(DATA PROVIDED)

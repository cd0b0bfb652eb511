use axum::extract::{Path, Query};
use axum::{Extension, Json};
use chrono::{DateTime, NaiveDate, Utc};
use serde::{Deserialize, Serialize};
use serde_json::{json, Value};
use sqlx::FromRow;

use crate::api::pagination::{page_params, pagination_meta};
use crate::database::manager::DatabaseManager;
use crate::database::sql::{fetch_all_as, fetch_count, fetch_optional_as, UpdateBuilder, WhereBuilder};
use crate::error::ApiError;
use crate::handlers::{assert_tenant_row, require_field};
use crate::middleware::auth::AuthUser;
use crate::middleware::response::{ApiResponse, ApiResult};

#[derive(Debug, Clone, Serialize, FromRow)]
pub struct Employee {
    pub id: i64,
    pub company_id: i64,
    pub user_id: Option<i64>,
    pub employee_code: Option<String>,
    pub first_name: String,
    pub last_name: String,
    pub email: Option<String>,
    pub phone: Option<String>,
    pub department_id: Option<i64>,
    pub position_id: Option<i64>,
    pub hire_date: Option<NaiveDate>,
    pub status: String,
    pub created_at: DateTime<Utc>,
    pub updated_at: DateTime<Utc>,
}

const COLUMNS: &str = "id, company_id, user_id, employee_code, first_name, last_name, email, \
                       phone, department_id, position_id, hire_date, status, created_at, updated_at";

#[derive(Debug, Deserialize)]
pub struct ListQuery {
    pub page: Option<i64>,
    pub per_page: Option<i64>,
    pub department_id: Option<i64>,
    pub position_id: Option<i64>,
    pub status: Option<String>,
    pub search: Option<String>,
}

#[derive(Debug, Deserialize)]
pub struct CreateEmployee {
    pub first_name: String,
    pub last_name: String,
    pub email: Option<String>,
    pub phone: Option<String>,
    pub employee_code: Option<String>,
    pub department_id: Option<i64>,
    pub position_id: Option<i64>,
    pub hire_date: Option<NaiveDate>,
}

#[derive(Debug, Deserialize)]
pub struct UpdateEmployee {
    pub first_name: Option<String>,
    pub last_name: Option<String>,
    pub email: Option<String>,
    pub phone: Option<String>,
    pub employee_code: Option<String>,
    pub department_id: Option<i64>,
    pub position_id: Option<i64>,
    pub hire_date: Option<NaiveDate>,
    pub status: Option<String>,
}

/// GET /api/employees - filtered, paginated list
pub async fn list(
    Extension(user): Extension<AuthUser>,
    Query(query): Query<ListQuery>,
) -> ApiResult<Vec<Employee>> {
    let pool = DatabaseManager::pool().await?;
    let p = page_params(query.page, query.per_page);

    let mut wb = WhereBuilder::new();
    wb.and("company_id = $?", json!(user.company_id));
    wb.and_raw("is_deleted = FALSE");
    if let Some(department_id) = query.department_id {
        wb.and("department_id = $?", json!(department_id));
    }
    if let Some(position_id) = query.position_id {
        wb.and("position_id = $?", json!(position_id));
    }
    if let Some(status) = query.status.as_deref().filter(|s| !s.is_empty()) {
        wb.and("status = $?", json!(status));
    }
    if let Some(search) = query.search.as_deref().filter(|s| !s.trim().is_empty()) {
        wb.and(
            "(first_name ILIKE $? OR last_name ILIKE $?)",
            json!(format!("%{}%", search.trim())),
        );
    }

    let count_sql = format!("SELECT COUNT(*) AS count FROM employees {}", wb.clause());
    let total = fetch_count(&pool, &count_sql, wb.params()).await?;

    let sql = format!(
        "SELECT {} FROM employees {} ORDER BY id DESC LIMIT {} OFFSET {}",
        COLUMNS,
        wb.clause(),
        p.limit(),
        p.offset()
    );
    let rows: Vec<Employee> = fetch_all_as(&pool, &sql, wb.params()).await?;

    Ok(ApiResponse::paginated(rows, pagination_meta(&p, total)))
}

/// GET /api/employees/:id
pub async fn get(
    Extension(user): Extension<AuthUser>,
    Path(id): Path<i64>,
) -> ApiResult<Employee> {
    let pool = DatabaseManager::pool().await?;
    let sql = format!(
        "SELECT {} FROM employees WHERE id = $1 AND company_id = $2 AND is_deleted = FALSE",
        COLUMNS
    );
    let employee = sqlx::query_as::<_, Employee>(&sql)
        .bind(id)
        .bind(user.company_id)
        .fetch_optional(&pool)
        .await?
        .ok_or_else(|| ApiError::not_found("Employee not found"))?;
    Ok(ApiResponse::success(employee))
}

/// POST /api/employees
pub async fn create(
    Extension(user): Extension<AuthUser>,
    Json(payload): Json<CreateEmployee>,
) -> ApiResult<Employee> {
    let first_name = require_field("first_name", &payload.first_name)?;
    let last_name = require_field("last_name", &payload.last_name)?;

    let pool = DatabaseManager::pool().await?;
    if let Some(department_id) = payload.department_id {
        assert_tenant_row(&pool, "departments", department_id, user.company_id, "department_id").await?;
    }
    if let Some(position_id) = payload.position_id {
        assert_tenant_row(&pool, "positions", position_id, user.company_id, "position_id").await?;
    }

    let sql = format!(
        r#"
        INSERT INTO employees
            (company_id, first_name, last_name, email, phone, employee_code,
             department_id, position_id, hire_date)
        VALUES ($1, $2, $3, $4, $5, $6, $7, $8, $9)
        RETURNING {}
        "#,
        COLUMNS
    );
    let employee = sqlx::query_as::<_, Employee>(&sql)
        .bind(user.company_id)
        .bind(&first_name)
        .bind(&last_name)
        .bind(payload.email.as_deref().map(str::to_lowercase))
        .bind(&payload.phone)
        .bind(&payload.employee_code)
        .bind(payload.department_id)
        .bind(payload.position_id)
        .bind(payload.hire_date)
        .fetch_one(&pool)
        .await?;

    Ok(ApiResponse::created(employee))
}

/// PATCH /api/employees/:id - dynamic SET from supplied fields
pub async fn update(
    Extension(user): Extension<AuthUser>,
    Path(id): Path<i64>,
    Json(payload): Json<UpdateEmployee>,
) -> ApiResult<Employee> {
    let pool = DatabaseManager::pool().await?;

    let mut ub = UpdateBuilder::new();
    if let Some(first_name) = payload.first_name {
        ub.set("first_name", json!(require_field("first_name", &first_name)?));
    }
    if let Some(last_name) = payload.last_name {
        ub.set("last_name", json!(require_field("last_name", &last_name)?));
    }
    if let Some(email) = payload.email {
        ub.set("email", json!(email.trim().to_lowercase()));
    }
    if let Some(phone) = payload.phone {
        ub.set("phone", json!(phone));
    }
    if let Some(employee_code) = payload.employee_code {
        ub.set("employee_code", json!(employee_code));
    }
    if let Some(department_id) = payload.department_id {
        assert_tenant_row(&pool, "departments", department_id, user.company_id, "department_id").await?;
        ub.set("department_id", json!(department_id));
    }
    if let Some(position_id) = payload.position_id {
        assert_tenant_row(&pool, "positions", position_id, user.company_id, "position_id").await?;
        ub.set("position_id", json!(position_id));
    }
    if let Some(hire_date) = payload.hire_date {
        ub.set_with("\"hire_date\" = $?::date", json!(hire_date.to_string()));
    }
    if let Some(status) = payload.status {
        ub.set("status", json!(require_field("status", &status)?));
    }
    if ub.is_empty() {
        return Err(ApiError::bad_request("No fields to update"));
    }

    let id_ph = ub.param(json!(id));
    let company_ph = ub.param(json!(user.company_id));
    let sql = format!(
        "UPDATE employees SET {} WHERE id = {} AND company_id = {} AND is_deleted = FALSE RETURNING {}",
        ub.set_clause(),
        id_ph,
        company_ph,
        COLUMNS
    );
    let employee: Employee = fetch_optional_as(&pool, &sql, ub.params())
        .await?
        .ok_or_else(|| ApiError::not_found("Employee not found"))?;
    Ok(ApiResponse::success(employee))
}

/// DELETE /api/employees/:id - soft delete
pub async fn delete(
    Extension(user): Extension<AuthUser>,
    Path(id): Path<i64>,
) -> ApiResult<Value> {
    let pool = DatabaseManager::pool().await?;
    let result = sqlx::query(
        "UPDATE employees SET is_deleted = TRUE WHERE id = $1 AND company_id = $2 AND is_deleted = FALSE",
    )
    .bind(id)
    .bind(user.company_id)
    .execute(&pool)
    .await?;

    if result.rows_affected() == 0 {
        return Err(ApiError::not_found("Employee not found"));
    }
    Ok(ApiResponse::message("Employee deleted"))
}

(End DATA PROVIDED)

*PROBLEM DESCRIPTION:* In the records above, the line with "use crate::database::manager::DatabaseManager;" marks the start and the line with "pub struct CreateEmployee" marks the end; copy that stretch exactly, both lines included, and nothing else.

*ANSWER BOX:*
use crate::database::manager::DatabaseManager;
use crate::database::sql::{fetch_all_as, fetch_count, fetch_optional_as, UpdateBuilder, WhereBuilder};
use crate::error::ApiError;
use crate::handlers::{assert_tenant_row, require_field};
use crate::middleware::auth::AuthUser;
use crate::middleware::response::{ApiResponse, ApiResult};

#[derive(Debug, Clone, Serialize, FromRow)]
pub struct Employee {
    pub id: i64,
    pub company_id: i64,
    pub user_id: Option<i64>,
    pub employee_code: Option<String>,
    pub first_name: String,
    pub last_name: String,
    pub email: Option<String>,
    pub phone: Option<String>,
    pub department_id: Option<i64>,
    pub position_id: Option<i64>,
    pub hire_date: Option<NaiveDate>,
    pub status: String,
    pub created_at: DateTime<Utc>,
    pub updated_at: DateTime<Utc>,
}

const COLUMNS: &str = "id, company_id, user_id, employee_code, first_name, last_name, email, \
                       phone, department_id, position_id, hire_date, status, created_at, updated_at";

#[derive(Debug, Deserialize)]
pub struct ListQuery {
    pub page: Option<i64>,
    pub per_page: Option<i64>,
    pub department_id: Option<i64>,
    pub position_id: Option<i64>,
    pub status: Option<String>,
    pub search: Option<String>,
}

#[derive(Debug, Deserialize)]
pub struct CreateEmployee {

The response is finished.